#### Task to complete:
Copy every line of the data in which the word "struct" occurs.

Start of Data shown

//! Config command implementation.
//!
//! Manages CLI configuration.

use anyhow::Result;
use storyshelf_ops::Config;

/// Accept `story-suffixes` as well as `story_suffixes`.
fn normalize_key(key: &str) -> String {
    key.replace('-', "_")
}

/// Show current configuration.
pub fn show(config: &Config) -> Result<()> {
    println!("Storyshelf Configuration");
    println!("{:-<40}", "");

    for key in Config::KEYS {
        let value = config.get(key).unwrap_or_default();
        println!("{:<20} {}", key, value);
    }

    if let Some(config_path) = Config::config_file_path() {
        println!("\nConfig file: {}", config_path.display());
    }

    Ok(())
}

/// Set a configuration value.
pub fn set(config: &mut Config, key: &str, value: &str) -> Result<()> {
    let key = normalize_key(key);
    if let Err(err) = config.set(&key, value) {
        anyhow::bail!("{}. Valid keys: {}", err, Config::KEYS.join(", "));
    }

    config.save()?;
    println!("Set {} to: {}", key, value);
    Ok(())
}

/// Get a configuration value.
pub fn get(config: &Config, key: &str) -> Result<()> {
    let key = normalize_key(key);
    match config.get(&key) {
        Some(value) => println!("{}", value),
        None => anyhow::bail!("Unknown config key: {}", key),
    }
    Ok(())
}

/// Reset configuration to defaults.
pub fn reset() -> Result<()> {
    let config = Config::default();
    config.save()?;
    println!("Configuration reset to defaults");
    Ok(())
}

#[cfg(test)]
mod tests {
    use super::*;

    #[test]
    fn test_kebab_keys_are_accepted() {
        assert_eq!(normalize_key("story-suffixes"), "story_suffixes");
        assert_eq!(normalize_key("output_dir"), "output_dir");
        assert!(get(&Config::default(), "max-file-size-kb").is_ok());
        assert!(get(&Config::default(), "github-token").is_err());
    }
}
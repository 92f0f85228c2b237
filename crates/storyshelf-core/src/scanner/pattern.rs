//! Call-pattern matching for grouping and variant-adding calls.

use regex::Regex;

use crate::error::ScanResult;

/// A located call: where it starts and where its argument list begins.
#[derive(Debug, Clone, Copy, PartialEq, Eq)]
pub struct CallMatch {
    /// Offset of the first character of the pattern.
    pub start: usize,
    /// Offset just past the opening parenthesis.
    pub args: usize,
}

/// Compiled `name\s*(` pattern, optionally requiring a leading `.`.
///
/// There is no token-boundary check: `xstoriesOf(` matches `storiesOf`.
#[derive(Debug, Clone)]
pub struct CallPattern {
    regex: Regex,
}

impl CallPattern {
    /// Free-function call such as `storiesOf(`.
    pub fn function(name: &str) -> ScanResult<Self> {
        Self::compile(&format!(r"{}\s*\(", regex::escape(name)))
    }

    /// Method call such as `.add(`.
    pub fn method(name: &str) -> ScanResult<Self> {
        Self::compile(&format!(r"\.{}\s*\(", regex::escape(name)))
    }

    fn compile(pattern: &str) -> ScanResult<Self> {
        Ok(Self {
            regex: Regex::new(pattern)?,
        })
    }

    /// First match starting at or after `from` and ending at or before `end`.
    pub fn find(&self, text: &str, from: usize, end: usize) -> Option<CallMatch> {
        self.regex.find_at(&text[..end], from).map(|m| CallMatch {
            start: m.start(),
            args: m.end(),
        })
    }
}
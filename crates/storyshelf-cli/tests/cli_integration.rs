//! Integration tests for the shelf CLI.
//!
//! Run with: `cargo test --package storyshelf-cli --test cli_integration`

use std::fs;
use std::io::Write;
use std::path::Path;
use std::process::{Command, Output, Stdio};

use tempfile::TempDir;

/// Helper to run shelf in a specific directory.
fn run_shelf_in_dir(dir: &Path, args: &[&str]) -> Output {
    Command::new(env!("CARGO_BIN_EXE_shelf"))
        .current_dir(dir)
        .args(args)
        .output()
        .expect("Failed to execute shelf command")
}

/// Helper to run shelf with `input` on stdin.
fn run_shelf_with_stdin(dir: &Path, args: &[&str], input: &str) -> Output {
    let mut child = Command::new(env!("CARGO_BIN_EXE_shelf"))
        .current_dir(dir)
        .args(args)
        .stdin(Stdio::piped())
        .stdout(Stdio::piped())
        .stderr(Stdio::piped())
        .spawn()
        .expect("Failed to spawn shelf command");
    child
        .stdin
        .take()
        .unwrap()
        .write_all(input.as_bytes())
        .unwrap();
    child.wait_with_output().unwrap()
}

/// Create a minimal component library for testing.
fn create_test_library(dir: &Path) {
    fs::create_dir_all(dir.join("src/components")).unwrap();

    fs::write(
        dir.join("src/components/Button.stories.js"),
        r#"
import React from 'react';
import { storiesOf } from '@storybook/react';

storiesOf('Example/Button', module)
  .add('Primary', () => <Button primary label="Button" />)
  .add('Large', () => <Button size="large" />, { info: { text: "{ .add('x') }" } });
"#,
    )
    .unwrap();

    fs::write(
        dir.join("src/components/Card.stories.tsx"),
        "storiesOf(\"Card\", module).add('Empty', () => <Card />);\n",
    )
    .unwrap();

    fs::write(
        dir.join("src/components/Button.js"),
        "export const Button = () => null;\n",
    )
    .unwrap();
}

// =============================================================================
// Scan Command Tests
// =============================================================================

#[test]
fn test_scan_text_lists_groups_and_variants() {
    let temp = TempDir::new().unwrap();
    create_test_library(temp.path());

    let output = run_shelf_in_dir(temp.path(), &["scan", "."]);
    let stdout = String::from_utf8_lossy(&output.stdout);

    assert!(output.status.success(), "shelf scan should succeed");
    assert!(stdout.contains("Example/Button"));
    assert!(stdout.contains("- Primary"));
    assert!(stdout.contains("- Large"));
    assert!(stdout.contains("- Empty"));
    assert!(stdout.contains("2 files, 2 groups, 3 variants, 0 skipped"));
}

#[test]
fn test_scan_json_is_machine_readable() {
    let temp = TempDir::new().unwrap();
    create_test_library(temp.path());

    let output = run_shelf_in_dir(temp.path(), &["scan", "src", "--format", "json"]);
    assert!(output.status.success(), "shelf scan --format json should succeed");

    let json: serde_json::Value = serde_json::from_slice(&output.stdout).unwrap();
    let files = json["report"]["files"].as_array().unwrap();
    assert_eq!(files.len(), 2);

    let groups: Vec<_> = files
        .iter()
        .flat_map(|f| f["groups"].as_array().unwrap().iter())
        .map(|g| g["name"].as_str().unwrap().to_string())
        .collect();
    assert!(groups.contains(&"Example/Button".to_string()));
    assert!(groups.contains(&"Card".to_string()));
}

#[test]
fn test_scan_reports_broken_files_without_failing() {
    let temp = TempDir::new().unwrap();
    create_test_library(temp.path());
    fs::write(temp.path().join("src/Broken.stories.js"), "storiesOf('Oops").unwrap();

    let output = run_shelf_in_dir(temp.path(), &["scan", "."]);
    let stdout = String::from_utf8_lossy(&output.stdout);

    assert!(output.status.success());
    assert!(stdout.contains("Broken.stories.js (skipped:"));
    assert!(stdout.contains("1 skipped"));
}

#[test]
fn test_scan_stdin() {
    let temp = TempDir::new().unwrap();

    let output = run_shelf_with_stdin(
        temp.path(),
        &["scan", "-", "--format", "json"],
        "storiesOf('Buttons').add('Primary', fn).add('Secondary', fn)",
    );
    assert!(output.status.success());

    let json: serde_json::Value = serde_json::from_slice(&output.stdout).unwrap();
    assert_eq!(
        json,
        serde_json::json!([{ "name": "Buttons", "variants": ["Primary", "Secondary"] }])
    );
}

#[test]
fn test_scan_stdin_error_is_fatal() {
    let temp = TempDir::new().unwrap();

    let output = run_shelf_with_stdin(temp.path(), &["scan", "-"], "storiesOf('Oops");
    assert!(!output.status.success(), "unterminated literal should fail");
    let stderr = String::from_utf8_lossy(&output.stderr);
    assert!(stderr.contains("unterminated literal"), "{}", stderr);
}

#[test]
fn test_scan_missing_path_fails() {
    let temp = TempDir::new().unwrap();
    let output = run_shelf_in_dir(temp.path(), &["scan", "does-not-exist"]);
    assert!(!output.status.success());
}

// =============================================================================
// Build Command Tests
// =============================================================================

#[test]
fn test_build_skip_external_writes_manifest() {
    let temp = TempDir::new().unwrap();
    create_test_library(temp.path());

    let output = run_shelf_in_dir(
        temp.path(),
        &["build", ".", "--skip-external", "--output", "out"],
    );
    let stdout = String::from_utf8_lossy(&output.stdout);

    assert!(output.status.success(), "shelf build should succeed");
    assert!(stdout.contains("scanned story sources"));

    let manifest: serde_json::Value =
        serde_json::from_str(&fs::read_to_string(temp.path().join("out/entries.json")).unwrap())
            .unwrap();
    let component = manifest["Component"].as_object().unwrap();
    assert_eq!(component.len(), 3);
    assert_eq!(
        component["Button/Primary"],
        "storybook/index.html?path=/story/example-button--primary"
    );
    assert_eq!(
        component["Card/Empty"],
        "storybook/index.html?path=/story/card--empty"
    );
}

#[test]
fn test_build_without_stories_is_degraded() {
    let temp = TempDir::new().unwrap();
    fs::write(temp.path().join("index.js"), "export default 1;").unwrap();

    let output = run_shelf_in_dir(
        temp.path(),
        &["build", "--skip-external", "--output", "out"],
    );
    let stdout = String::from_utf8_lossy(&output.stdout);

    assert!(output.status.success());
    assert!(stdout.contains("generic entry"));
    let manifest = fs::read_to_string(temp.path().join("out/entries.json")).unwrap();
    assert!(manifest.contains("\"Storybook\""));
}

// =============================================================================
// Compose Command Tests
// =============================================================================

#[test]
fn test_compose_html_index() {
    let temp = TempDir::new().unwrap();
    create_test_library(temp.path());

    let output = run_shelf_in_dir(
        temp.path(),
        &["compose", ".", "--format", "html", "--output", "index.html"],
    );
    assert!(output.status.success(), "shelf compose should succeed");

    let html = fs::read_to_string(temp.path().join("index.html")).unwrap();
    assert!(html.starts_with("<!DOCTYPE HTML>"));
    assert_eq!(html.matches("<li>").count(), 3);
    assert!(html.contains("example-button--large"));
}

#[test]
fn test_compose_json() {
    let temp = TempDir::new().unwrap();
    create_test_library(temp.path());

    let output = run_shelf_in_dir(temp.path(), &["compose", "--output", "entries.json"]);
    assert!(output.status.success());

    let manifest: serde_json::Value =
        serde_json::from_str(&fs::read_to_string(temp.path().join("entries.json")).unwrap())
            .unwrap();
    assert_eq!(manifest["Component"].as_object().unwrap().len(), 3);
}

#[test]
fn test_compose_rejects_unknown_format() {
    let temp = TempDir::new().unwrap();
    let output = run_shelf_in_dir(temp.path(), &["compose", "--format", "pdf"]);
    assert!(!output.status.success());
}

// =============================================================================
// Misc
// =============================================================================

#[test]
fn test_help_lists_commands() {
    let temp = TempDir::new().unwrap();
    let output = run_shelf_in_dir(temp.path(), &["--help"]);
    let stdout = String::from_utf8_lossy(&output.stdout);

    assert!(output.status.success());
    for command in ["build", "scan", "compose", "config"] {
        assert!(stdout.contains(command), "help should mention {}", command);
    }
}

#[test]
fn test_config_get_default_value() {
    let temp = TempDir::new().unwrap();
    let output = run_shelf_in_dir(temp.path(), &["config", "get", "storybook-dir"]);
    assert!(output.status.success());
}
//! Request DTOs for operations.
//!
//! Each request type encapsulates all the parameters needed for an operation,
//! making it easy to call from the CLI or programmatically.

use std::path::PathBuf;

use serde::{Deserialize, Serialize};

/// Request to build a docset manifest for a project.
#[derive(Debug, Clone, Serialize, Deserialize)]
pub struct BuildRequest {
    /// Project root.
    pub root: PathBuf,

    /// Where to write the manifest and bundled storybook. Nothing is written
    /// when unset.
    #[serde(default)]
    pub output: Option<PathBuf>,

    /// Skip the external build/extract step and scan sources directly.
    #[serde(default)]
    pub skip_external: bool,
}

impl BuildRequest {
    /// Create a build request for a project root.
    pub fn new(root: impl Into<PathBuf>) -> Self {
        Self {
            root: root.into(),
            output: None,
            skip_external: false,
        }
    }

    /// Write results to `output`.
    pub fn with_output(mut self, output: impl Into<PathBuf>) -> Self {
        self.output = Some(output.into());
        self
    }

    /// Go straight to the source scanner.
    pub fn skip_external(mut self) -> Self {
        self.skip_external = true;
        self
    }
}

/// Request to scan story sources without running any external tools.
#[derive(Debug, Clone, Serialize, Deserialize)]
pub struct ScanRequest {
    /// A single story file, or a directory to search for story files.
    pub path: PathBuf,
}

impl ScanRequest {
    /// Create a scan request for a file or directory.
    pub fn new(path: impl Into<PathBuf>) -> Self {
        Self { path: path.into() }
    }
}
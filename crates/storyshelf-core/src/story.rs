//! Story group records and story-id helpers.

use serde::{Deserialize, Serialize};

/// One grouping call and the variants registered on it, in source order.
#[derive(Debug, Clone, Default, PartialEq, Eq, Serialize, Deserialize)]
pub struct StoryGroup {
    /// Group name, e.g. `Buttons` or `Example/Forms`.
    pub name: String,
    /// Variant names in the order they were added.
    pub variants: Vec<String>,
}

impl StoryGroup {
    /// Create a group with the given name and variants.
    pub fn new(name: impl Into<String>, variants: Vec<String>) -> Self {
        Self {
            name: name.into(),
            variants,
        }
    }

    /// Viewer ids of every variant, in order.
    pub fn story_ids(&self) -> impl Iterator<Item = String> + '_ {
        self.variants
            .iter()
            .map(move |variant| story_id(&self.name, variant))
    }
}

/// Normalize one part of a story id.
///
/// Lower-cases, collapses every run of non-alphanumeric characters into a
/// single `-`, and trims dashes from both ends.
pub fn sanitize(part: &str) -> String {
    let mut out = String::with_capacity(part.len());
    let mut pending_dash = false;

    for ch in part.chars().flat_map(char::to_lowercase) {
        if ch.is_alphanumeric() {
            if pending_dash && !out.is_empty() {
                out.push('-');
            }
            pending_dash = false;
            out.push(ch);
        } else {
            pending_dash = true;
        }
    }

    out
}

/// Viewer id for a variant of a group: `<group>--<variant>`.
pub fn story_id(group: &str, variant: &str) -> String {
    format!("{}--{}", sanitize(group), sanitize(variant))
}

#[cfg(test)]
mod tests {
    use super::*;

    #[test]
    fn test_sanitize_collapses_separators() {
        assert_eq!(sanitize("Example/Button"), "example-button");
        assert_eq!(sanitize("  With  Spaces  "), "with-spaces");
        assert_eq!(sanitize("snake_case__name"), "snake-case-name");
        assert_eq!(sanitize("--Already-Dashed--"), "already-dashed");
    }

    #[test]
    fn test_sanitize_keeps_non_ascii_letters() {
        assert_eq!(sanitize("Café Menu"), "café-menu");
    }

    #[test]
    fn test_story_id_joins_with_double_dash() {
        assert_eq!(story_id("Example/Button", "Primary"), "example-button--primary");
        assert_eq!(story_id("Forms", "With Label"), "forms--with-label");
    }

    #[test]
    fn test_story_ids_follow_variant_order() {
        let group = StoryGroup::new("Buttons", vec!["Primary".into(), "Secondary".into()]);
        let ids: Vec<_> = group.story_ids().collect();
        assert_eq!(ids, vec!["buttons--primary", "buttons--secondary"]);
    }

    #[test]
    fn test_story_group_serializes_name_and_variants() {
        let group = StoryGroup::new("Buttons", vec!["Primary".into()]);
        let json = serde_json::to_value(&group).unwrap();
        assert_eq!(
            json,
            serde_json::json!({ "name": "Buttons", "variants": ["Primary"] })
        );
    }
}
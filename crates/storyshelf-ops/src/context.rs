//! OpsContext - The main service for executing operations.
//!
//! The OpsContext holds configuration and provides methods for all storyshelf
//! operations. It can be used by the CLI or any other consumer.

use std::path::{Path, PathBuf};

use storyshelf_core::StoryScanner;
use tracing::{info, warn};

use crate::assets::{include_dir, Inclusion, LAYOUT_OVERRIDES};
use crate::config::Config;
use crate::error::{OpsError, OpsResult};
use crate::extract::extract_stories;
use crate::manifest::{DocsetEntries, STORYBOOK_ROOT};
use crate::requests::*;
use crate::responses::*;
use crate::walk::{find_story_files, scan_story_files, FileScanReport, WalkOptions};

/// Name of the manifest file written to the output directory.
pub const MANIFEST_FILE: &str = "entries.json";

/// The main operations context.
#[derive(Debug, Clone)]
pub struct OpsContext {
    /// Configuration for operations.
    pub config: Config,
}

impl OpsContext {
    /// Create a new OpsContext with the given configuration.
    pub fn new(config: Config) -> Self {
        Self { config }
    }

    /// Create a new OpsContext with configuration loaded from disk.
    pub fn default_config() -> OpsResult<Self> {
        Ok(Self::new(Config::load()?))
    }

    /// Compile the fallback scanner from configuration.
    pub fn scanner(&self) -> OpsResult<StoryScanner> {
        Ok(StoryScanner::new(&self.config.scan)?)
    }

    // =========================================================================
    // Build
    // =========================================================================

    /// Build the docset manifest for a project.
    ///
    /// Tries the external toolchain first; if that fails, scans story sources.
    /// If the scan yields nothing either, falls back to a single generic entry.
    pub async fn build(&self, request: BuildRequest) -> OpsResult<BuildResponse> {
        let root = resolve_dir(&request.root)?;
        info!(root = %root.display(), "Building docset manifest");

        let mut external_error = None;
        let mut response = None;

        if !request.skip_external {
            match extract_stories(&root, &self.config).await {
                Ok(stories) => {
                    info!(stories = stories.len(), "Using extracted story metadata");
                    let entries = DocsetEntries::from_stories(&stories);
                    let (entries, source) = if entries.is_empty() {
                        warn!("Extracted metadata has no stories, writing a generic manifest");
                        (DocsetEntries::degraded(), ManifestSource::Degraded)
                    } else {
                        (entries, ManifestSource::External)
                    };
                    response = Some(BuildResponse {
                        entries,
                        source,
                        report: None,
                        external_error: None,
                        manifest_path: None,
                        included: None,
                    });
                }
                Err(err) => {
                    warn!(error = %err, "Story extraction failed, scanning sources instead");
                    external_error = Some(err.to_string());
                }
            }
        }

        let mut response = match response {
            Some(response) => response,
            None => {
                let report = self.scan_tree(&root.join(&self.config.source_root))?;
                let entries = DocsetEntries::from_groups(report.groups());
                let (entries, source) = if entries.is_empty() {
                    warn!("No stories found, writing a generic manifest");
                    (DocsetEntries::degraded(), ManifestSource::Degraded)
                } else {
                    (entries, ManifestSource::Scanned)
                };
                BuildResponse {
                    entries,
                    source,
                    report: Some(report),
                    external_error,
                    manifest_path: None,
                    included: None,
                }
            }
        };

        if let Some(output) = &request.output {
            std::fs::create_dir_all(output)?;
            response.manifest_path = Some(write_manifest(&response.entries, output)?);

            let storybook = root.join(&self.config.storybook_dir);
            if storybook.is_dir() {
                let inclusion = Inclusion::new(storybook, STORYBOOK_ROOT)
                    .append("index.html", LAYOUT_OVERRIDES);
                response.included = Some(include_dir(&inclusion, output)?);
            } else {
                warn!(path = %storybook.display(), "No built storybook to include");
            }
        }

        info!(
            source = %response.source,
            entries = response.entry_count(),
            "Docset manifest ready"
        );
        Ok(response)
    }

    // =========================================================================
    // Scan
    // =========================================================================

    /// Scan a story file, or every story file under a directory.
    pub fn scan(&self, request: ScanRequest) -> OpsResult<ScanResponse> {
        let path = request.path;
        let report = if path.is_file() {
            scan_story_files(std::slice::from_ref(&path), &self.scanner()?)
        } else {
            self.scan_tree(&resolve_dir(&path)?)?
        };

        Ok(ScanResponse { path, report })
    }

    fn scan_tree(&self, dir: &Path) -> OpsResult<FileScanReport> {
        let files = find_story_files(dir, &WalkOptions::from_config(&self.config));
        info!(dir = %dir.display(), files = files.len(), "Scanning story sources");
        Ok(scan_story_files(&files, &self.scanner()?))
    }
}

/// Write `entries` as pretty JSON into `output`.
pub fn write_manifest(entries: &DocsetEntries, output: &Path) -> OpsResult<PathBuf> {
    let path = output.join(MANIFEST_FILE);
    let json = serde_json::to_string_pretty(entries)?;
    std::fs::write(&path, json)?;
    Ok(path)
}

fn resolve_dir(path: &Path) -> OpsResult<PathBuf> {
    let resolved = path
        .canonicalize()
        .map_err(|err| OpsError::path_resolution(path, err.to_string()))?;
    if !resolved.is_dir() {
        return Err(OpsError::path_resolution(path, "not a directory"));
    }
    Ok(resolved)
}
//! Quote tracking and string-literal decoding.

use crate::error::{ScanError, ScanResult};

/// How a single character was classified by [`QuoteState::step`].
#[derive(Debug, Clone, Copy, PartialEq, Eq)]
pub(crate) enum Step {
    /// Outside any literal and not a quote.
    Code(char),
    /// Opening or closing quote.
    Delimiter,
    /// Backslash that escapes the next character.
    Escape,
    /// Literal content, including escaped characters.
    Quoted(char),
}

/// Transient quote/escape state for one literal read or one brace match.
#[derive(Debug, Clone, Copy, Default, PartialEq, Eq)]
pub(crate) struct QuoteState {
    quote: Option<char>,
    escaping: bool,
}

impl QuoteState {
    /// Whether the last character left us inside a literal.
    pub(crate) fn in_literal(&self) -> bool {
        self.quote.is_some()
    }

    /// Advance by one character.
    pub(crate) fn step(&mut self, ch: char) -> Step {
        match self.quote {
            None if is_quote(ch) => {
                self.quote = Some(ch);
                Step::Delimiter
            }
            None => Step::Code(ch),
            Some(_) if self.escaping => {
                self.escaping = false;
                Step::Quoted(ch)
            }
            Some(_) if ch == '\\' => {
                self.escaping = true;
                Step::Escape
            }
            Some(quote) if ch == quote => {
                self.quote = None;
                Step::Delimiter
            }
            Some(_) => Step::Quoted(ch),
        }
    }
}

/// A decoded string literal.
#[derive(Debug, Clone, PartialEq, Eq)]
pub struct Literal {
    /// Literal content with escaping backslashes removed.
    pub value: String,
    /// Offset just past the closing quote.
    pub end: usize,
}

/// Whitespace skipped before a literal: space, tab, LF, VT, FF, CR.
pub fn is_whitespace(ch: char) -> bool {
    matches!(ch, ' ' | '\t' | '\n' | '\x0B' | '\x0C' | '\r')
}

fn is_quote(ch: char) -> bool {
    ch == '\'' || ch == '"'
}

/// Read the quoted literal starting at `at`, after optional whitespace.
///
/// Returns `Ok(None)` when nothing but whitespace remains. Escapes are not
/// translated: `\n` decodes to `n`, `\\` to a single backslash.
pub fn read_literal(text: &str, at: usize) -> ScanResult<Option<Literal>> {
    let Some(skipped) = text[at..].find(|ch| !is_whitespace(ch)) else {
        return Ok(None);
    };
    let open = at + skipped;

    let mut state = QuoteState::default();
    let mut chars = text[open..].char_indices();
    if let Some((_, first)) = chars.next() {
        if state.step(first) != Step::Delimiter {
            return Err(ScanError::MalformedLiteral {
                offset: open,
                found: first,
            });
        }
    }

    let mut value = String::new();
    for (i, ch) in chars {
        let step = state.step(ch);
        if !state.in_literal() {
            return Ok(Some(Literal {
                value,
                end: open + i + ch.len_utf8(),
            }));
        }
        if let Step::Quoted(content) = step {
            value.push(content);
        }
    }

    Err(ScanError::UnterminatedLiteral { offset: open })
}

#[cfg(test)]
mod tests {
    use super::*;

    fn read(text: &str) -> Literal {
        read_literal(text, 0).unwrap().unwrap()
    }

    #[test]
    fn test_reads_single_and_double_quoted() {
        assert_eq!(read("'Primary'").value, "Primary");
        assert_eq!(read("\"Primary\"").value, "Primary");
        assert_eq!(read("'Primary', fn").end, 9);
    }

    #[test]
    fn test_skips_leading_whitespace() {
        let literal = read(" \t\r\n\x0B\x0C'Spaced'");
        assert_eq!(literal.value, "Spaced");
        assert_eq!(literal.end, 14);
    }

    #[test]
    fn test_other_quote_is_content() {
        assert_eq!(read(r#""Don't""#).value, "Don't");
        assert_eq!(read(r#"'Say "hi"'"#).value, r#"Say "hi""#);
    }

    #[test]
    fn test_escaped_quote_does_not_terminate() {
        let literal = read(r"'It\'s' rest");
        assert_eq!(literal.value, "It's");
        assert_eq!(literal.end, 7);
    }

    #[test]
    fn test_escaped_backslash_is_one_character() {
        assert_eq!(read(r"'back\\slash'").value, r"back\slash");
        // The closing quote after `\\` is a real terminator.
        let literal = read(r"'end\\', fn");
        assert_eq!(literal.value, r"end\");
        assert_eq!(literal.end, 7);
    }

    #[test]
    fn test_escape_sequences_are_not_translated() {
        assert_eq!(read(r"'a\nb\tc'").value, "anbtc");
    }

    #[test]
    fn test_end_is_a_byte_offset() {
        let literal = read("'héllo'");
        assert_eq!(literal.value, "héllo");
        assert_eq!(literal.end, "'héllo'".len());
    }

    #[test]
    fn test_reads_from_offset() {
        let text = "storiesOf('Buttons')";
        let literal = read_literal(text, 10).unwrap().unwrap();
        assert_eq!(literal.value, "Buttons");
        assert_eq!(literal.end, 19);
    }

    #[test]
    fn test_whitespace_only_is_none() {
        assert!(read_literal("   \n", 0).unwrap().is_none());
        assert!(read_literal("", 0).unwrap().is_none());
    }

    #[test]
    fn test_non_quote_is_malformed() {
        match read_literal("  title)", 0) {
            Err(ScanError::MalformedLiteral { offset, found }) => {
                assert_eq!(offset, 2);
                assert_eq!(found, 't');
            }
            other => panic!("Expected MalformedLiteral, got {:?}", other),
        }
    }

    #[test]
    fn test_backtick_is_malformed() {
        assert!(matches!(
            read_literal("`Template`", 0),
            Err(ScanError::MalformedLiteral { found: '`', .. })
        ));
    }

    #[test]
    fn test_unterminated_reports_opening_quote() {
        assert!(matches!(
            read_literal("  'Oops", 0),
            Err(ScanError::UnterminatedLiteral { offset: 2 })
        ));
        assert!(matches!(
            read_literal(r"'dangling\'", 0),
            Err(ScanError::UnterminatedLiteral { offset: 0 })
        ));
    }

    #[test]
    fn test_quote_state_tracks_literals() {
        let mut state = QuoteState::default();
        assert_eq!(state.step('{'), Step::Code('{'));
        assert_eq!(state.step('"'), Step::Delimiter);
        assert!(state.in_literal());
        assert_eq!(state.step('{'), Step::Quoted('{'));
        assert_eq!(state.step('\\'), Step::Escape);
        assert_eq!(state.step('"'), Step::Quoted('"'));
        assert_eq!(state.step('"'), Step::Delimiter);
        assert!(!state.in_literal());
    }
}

End of Data shown

#### Task solution:
pub struct CallMatch {
pub struct CallPattern {
pub struct BuildRequest {
pub struct ScanRequest {
pub struct StoryGroup {
pub struct OpsContext {
pub(crate) struct QuoteState {
pub struct Literal {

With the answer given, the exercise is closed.